# Hemichromis elongatus



## bossfish (Jun 1, 2005)

I've got a chance to pick up a group of Hemichromis elongatus that are between 4 and 5 inches in length. One pair has already formed out of the group and I would be hoping to get a pair for myself. I've never kept them before and am a little concerned about aggression among themselves and with tankmates. I've got a 5 foot 100 gallon tank with a DIY concrete background with tons of caves and hiding places. For tankmates I am considering congo tetras, Kribs and some smaller jewelfish. Any thoughts or suggestions would be appreciated.


----------



## Fogelhund (Dec 3, 2002)

The tank size sounds great... I think most of the tankmates would end up dead.
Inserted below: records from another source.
//! # `nexus` Command Line
//!
//! Drives the storefront from a terminal. Every subcommand prints its result
//! as pretty JSON on stdout; logs go to stderr.
//!
//! ## Examples
//! ```text
//! nexus books --search dune --sort price
//! nexus book 4
//! nexus login reader@example.com secret
//! nexus cart add 4
//! nexus cart set 4 3
//! nexus favorite 4
//! nexus --ephemeral whoami
//! ```
//!
//! ## Startup Sequence
//! 1. Initialize tracing (stderr)
//! 2. Load configuration (env, then `--db`)
//! 3. Open the snapshot database and rehydrate state
//! 4. Run one command and print its response

use std::path::PathBuf;

use anyhow::{Context, Result};
use clap::{Parser, Subcommand};
use serde::Serialize;
use tracing::debug;

use nexus_storefront::auth::RegistrationForm;
use nexus_storefront::commands::{cart, catalog, config, favorites, session};
use nexus_storefront::state::StorefrontConfig;
use nexus_storefront::{init_tracing, Storefront};

#[derive(Parser, Debug)]
#[command(name = "nexus", version, about = "AudioBook Nexus storefront")]
struct Cli {
    /// Snapshot database file (overrides NEXUS_DB_PATH)
    #[arg(long, global = true)]
    db: Option<PathBuf>,

    /// Keep all state in memory; nothing is read or saved
    #[arg(long, global = true)]
    ephemeral: bool,

    #[command(subcommand)]
    command: Command,
}

#[derive(Subcommand, Debug)]
enum Command {
    /// Browse the catalog
    Books {
        #[arg(long)]
        search: Option<String>,
        /// Genre label, or "All"
        #[arg(long)]
        genre: Option<String>,
        /// title | author | price | rating | duration | newest
        #[arg(long)]
        sort: Option<String>,
        /// Cumulative page (1 = first page_size books)
        #[arg(long)]
        page: Option<usize>,
        #[arg(long)]
        page_size: Option<usize>,
    },
    /// Show one book with related titles
    Book { id: String },
    /// Featured books
    Featured,
    /// Popular books
    Popular,
    /// Genre filter values
    Genres,
    /// Inspect or change the cart
    Cart {
        #[command(subcommand)]
        action: Option<CartAction>,
    },
    /// Sign in with email and password
    Login { email: String, password: String },
    /// Sign in with a Google account
    LoginGoogle {
        #[arg(long, default_value = "user@gmail.com")]
        email: String,
        #[arg(long, default_value = "John Doe")]
        name: String,
    },
    /// Create an account
    Register {
        email: String,
        password: String,
        #[arg(long)]
        confirm: Option<String>,
        #[arg(long)]
        first_name: String,
        #[arg(long)]
        last_name: String,
        /// Accept the terms and conditions
        #[arg(long)]
        accept_terms: bool,
    },
    /// Sign out
    Logout,
    /// Show the current session
    Whoami,
    /// Toggle a book's favorite flag
    Favorite { id: String },
    /// List favorite books
    Favorites,
    /// Show the effective configuration
    Config,
}

#[derive(Subcommand, Debug)]
enum CartAction {
    /// Show the cart (default)
    Show,
    /// Add one copy of a book
    Add { id: String },
    /// Set a line's quantity (0 removes it)
    Set {
        id: String,
        #[arg(allow_negative_numbers = true)]
        quantity: i64,
    },
    /// Remove a line
    Remove { id: String },
    /// Empty the cart
    Clear,
}

fn print_json<T: Serialize>(value: &T) -> Result<()> {
    println!("{}", serde_json::to_string_pretty(value)?);
    Ok(())
}

#[tokio::main]
async fn main() -> Result<()> {
    init_tracing();

    let cli = Cli::parse();
    debug!(db = ?cli.db, ephemeral = cli.ephemeral, "Parsed arguments");

    let settings = StorefrontConfig::from_env().with_database_path(cli.db.clone());
    let app = if cli.ephemeral {
        Storefront::in_memory(settings).await
    } else {
        Storefront::open(settings)
            .await
            .context("failed to open the storefront database")?
    };

    run(&app, cli.command).await
}

async fn run(app: &Storefront, command: Command) -> Result<()> {
    let auth = app.authenticator.as_ref();

    match command {
        Command::Books {
            search,
            genre,
            sort,
            page,
            page_size,
        } => {
            let request = catalog::BrowseRequest {
                search,
                genre,
                sort,
                page,
                page_size,
            };
            print_json(&catalog::browse_books(&app.catalog, &app.browse, request)?)
        }
        Command::Book { id } => {
            print_json(&catalog::get_book_detail(&app.catalog, &app.favorites, &id)?)
        }
        Command::Featured => print_json(&catalog::featured_books(&app.catalog)),
        Command::Popular => print_json(&catalog::popular_books(&app.catalog)),
        Command::Genres => print_json(&catalog::list_genres(&app.catalog)),

        Command::Cart { action } => {
            let response = match action.unwrap_or(CartAction::Show) {
                CartAction::Show => cart::get_cart(&app.cart, &app.config),
                CartAction::Add { id } => {
                    cart::add_to_cart(
                        &app.store,
                        &app.catalog,
                        &app.session,
                        &app.cart,
                        &app.config,
                        &id,
                    )
                    .await?
                }
                CartAction::Set { id, quantity } => {
                    cart::update_cart_item(&app.store, &app.cart, &app.config, &id, quantity)
                        .await?
                }
                CartAction::Remove { id } => {
                    cart::remove_from_cart(&app.store, &app.cart, &app.config, &id).await?
                }
                CartAction::Clear => cart::clear_cart(&app.store, &app.cart, &app.config).await?,
            };
            print_json(&response)
        }

        Command::Login { email, password } => {
            let response = session::login(&app.store, auth, &app.session, &email, &password).await?;
            print_json(&response)
        }
        Command::LoginGoogle { email, name } => {
            let response =
                session::login_with_google(&app.store, auth, &app.session, &email, &name).await?;
            print_json(&response)
        }
        Command::Register {
            email,
            password,
            confirm,
            first_name,
            last_name,
            accept_terms,
        } => {
            let form = RegistrationForm {
                email,
                confirm_password: confirm.unwrap_or_else(|| password.clone()),
                password,
                name: format!("{} {}", first_name, last_name),
                accept_terms,
            };
            let response = session::register(&app.store, auth, &app.session, form).await?;
            print_json(&response)
        }
        Command::Logout => {
            let response = session::logout(
                &app.store,
                &app.session,
                &app.cart,
                &app.favorites,
                &app.config,
            )
            .await?;
            print_json(&response)
        }
        Command::Whoami => print_json(&session::whoami(&app.session)),

        Command::Favorite { id } => {
            let response = favorites::toggle_favorite(
                &app.store,
                &app.catalog,
                &app.session,
                &app.favorites,
                &id,
            )
            .await?;
            print_json(&response)
        }
        Command::Favorites => print_json(&favorites::list_favorites(&app.catalog, &app.favorites)),

        Command::Config => print_json(&config::get_config(&app.config)),
    }
}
I'd go with Giant Danios instead... cheaper and quicker.


----------



## fishman76092 (Jan 10, 2005)

Don't keep more than a pair in that tank-all others will end up dead. As for dithers-the only fish *** ever gotten to live with H. frempongi and H. fasciatus were larger tinfoil barbs which did a very good job of keeping them from killing one another. Dont even bother with the kribs, congos and other jewels-they will be killed fairly quickly. I dont think the danios will fare much longer, but it may be worth a try. I had 6-7" tinfoils in with 3" frempongi and 3.5" fasciatus in 6' 125g tanks (2 separate tank). Each had 5-6 jewels in there until they formed a pair, then I sold the rest.


----------



## bossfish (Jun 1, 2005)

Thanks for the replies. I'm planning on getting rid of the rest once a pair has formed. The Anton Lamboj book says they have huge breeding territories in the wild and will attack any fish that comes within 3 meters of the fry. Other than tinfoil barbs are there any other species of fish that can live in a tank with a pair of elongatus? Central American cichlids? I'm not thrilled about tying up a 100 gallon tank for two fish. Also I believe the fry would be very hard to find homes for locally if I can get them to spawn. Phoenix is a rift lake town wth very few people keeping anything else. Maybe I need to think about this a little more. Thanks again.


----------